I had a perfectly working oauth with a self-signed client certificate, until suddenly it stopped working. I get SocketException: Connection Reset
. According to Xero, the API that I'm integrating with, everything is ok on their side now, but they did have SSL problem one week ago.
Since the last time it worked we moved to Java 8, which I rolledback for this test. Initially I had it working with this oauth project, because it was the only one that would, kind of, support self-signed client certificates. Today I hacked Scribe a bit, in order to add the certificate to the request. When I finally got it working, I got the same exception again.

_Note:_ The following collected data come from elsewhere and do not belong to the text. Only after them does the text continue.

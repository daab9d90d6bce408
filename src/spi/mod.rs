//! The `server` table: queries, plans and cursors for scripts.
//!
//! Every row a script sees comes back as a read-only [`TupleValue`]; the rows
//! of one batch share a single descriptor handle. Cursors register with the
//! cleanup registry so a transaction boundary marks them closed.

mod cursor;
mod plan;
mod resultset;

pub(crate) use cursor::Cursor;
pub(crate) use resultset::ResultSet;

use crate::host::{FetchDirection, QueryResult, StatementKind};
use crate::runtime::Runtime;
use crate::script::lua;
use crate::script::{TupleState, TupleValue};
use crate::tracker::DescriptorHandle;
use crate::types::Oid;
use crate::value::Datum;
use crate::{subxact, Error, Result};
use mlua::{Lua, Table, Value};
use plan::Plan;
use std::cell::RefCell;
use std::collections::VecDeque;
use std::rc::Rc;

/// Builds the `server` table.
pub(crate) fn create_api_table<'lua>(lua: &'lua Lua, rt: &Rc<Runtime>) -> Result<Table<'lua>> {
    let table = lua.create_table()?;

    let rt_execute = Rc::clone(rt);
    let execute = lua.create_function(
        move |lua, (sql, read_only, count): (String, Option<bool>, Option<i64>)| {
            let limit = count.unwrap_or(0).max(0) as usize;
            let result = rt_execute.host.execute(&sql, &[], read_only.unwrap_or(false), limit)?;
            result_value(lua, &rt_execute, result)
        },
    )?;
    table.raw_set("execute", execute)?;

    let rt_rows = Rc::clone(rt);
    let rows = lua.create_function(move |lua, sql: String| {
        let name = rt_rows.host.open_cursor(&sql, &[], None, true)?;
        Cursor::attach(&rt_rows, &name).into_rows(lua)
    })?;
    table.raw_set("rows", rows)?;

    let rt_find = Rc::clone(rt);
    let find = lua.create_function(move |lua, name: String| {
        if rt_find.host.cursor_exists(&name) {
            Ok(Value::UserData(lua.create_userdata(Cursor::attach(&rt_find, &name))?))
        } else {
            Ok(Value::Nil)
        }
    })?;
    table.raw_set("find", find)?;

    let rt_prepare = Rc::clone(rt);
    let prepare = lua.create_function(move |_, (sql, types): (String, Option<Table<'_>>)| {
        let arg_types = match types {
            Some(types) => resolve_types(&rt_prepare, &types)?,
            None => Vec::new(),
        };
        Ok(Plan::new(&rt_prepare, sql, arg_types))
    })?;
    table.raw_set("prepare", prepare)?;

    table.raw_set("subtransaction", subxact::create_function(lua, rt)?)?;
    Ok(table)
}

fn resolve_types(rt: &Runtime, types: &Table<'_>) -> Result<Vec<Oid>> {
    let count = types.raw_len();
    let mut oids = Vec::with_capacity(count);
    for i in 1..=count {
        let name: String = types.raw_get(i)?;
        let oid = rt
            .host
            .type_oid(&name)?
            .ok_or_else(|| Error::invalid_argument(format!("invalid type to plan: {}", name)))?;
        oids.push(oid);
    }
    Ok(oids)
}

/// Converts positional arguments from `args` to the declared parameter types.
pub(crate) fn bind_params(rt: &Runtime, types: &[Oid], args: Option<&Table<'_>>) -> Result<Vec<Option<Datum>>> {
    if types.is_empty() {
        return Ok(Vec::new());
    }
    let args = args.ok_or_else(|| Error::invalid_argument("plan arguments must be a table"))?;
    let m = rt.marshaler();
    let mut params = Vec::with_capacity(types.len());
    for (i, type_oid) in types.iter().enumerate() {
        let value: Value<'_> = args.raw_get(i + 1)?;
        let script = lua::pull(&value, 0, rt.options.max_table_depth)?;
        params.push(m.to_relational(&script, *type_oid, -1)?);
    }
    Ok(params)
}

/// A result set for row-returning statements that produced rows, else nil.
pub(crate) fn result_value<'lua>(lua: &'lua Lua, rt: &Rc<Runtime>, result: QueryResult) -> mlua::Result<Value<'lua>> {
    match result.rows {
        Some(rows) if result.kind == StatementKind::Select && !rows.is_empty() => {
            Ok(Value::UserData(lua.create_userdata(ResultSet::new(rt, rows))?))
        }
        _ => Ok(Value::Nil),
    }
}

struct RowIter {
    cursor: Cursor,
    queue: VecDeque<Vec<Option<Datum>>>,
    handle: Option<DescriptorHandle>,
    done: bool,
}

impl RowIter {
    fn next(&mut self, rt: &Rc<Runtime>) -> Result<Option<TupleValue>> {
        if self.queue.is_empty() && !self.done {
            let batch = rt.host.fetch(self.cursor.name(), FetchDirection::Forward, rt.options.fetch_size as i64)?;
            if batch.is_empty() {
                self.finish();
            } else {
                if self.handle.is_none() {
                    self.handle = Some(rt.arena.allocate(Rc::clone(&batch.descriptor)));
                }
                self.queue.extend(batch.rows);
            }
        }
        match (self.queue.pop_front(), &self.handle) {
            (Some(row), Some(handle)) => Ok(Some(TupleValue::with_handle(rt, handle.clone(), row, TupleState::ReadOnly))),
            _ => Ok(None),
        }
    }

    fn finish(&mut self) {
        self.done = true;
        self.handle = None;
        if let Err(e) = self.cursor.close() {
            log::debug!("closing exhausted cursor failed: {}", e);
        }
    }
}

/// Iterator function over a cursor, prefetching `fetch_size` rows at a
/// time. The cursor is closed once it runs dry.
fn row_iterator<'lua>(lua: &'lua Lua, rt: &Rc<Runtime>, cursor: Cursor) -> mlua::Result<Value<'lua>> {
    let state = RefCell::new(RowIter { cursor, queue: VecDeque::new(), handle: None, done: false });
    let rt = Rc::clone(rt);
    let f = lua.create_function(move |lua, ()| {
        let tuple = state.borrow_mut().next(&rt)?;
        match tuple {
            Some(tuple) => Ok(Value::UserData(lua.create_userdata(tuple)?)),
            None => Ok(Value::Nil),
        }
    })?;
    Ok(Value::Function(f))
}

The certificate that I have is in a KeyStore (.p12), which I exported into my java cacerts. This step should not be needed though, since it was working without it.
So, this is how I create the SSLContext that is injected in the HttpClient (in the oauth project) and in the HttpsUrlConnection (in Scribe).
Set<KeyManager> keymanagers = new HashSet<KeyManager>();
final KeyManagerFactory kmfactory = KeyManagerFactory.getInstance(
KeyManagerFactory.getDefaultAlgorithm());
kmfactory.init(entrustStore, password.toCharArray());
final KeyManager[] kms = kmfactory.getKeyManagers();
if (kms != null) {
for (final KeyManager km : kms) {
keymanagers.add(km);
}
}
// TrustManagerFactory tmf =
// TrustManagerFactory.getInstance(TrustManagerFactory.getDefaultAlgorithm());
// tmf.init(keyStore);
SSLContext sslContext = SSLContext.getInstance(SSLSocketFactory.TLS);
sslContext.init(
keymanagers.toArray(new KeyManager[keymanagers.size()]),
null, // tmf.getTrustManagers()
null);
// in the oauth project
SSLSocketFactory socketFactory = new SSLSocketFactory(sslContext);
Scheme scheme = new Scheme("https", 443, socketFactory);
SchemeRegistry schemeRegistry = new SchemeRegistry();
schemeRegistry.register(scheme);
BasicClientConnectionManager cm =
new BasicClientConnectionManager(schemeRegistry);
httpClient = new DefaultHttpClient(cm);
// ---------------------------------
// in Scribe
HttpsURLConnection connection =
(HttpsURLConnection) new URL(completeUrl).openConnection();
connection.setSSLSocketFactory(sslContext.getSocketFactory());
I suspect this is the code that might be causing the exception, since this is the only common part between both implementations.
The issue was related to TLS version after all. Using TLSv1.1 did the trick.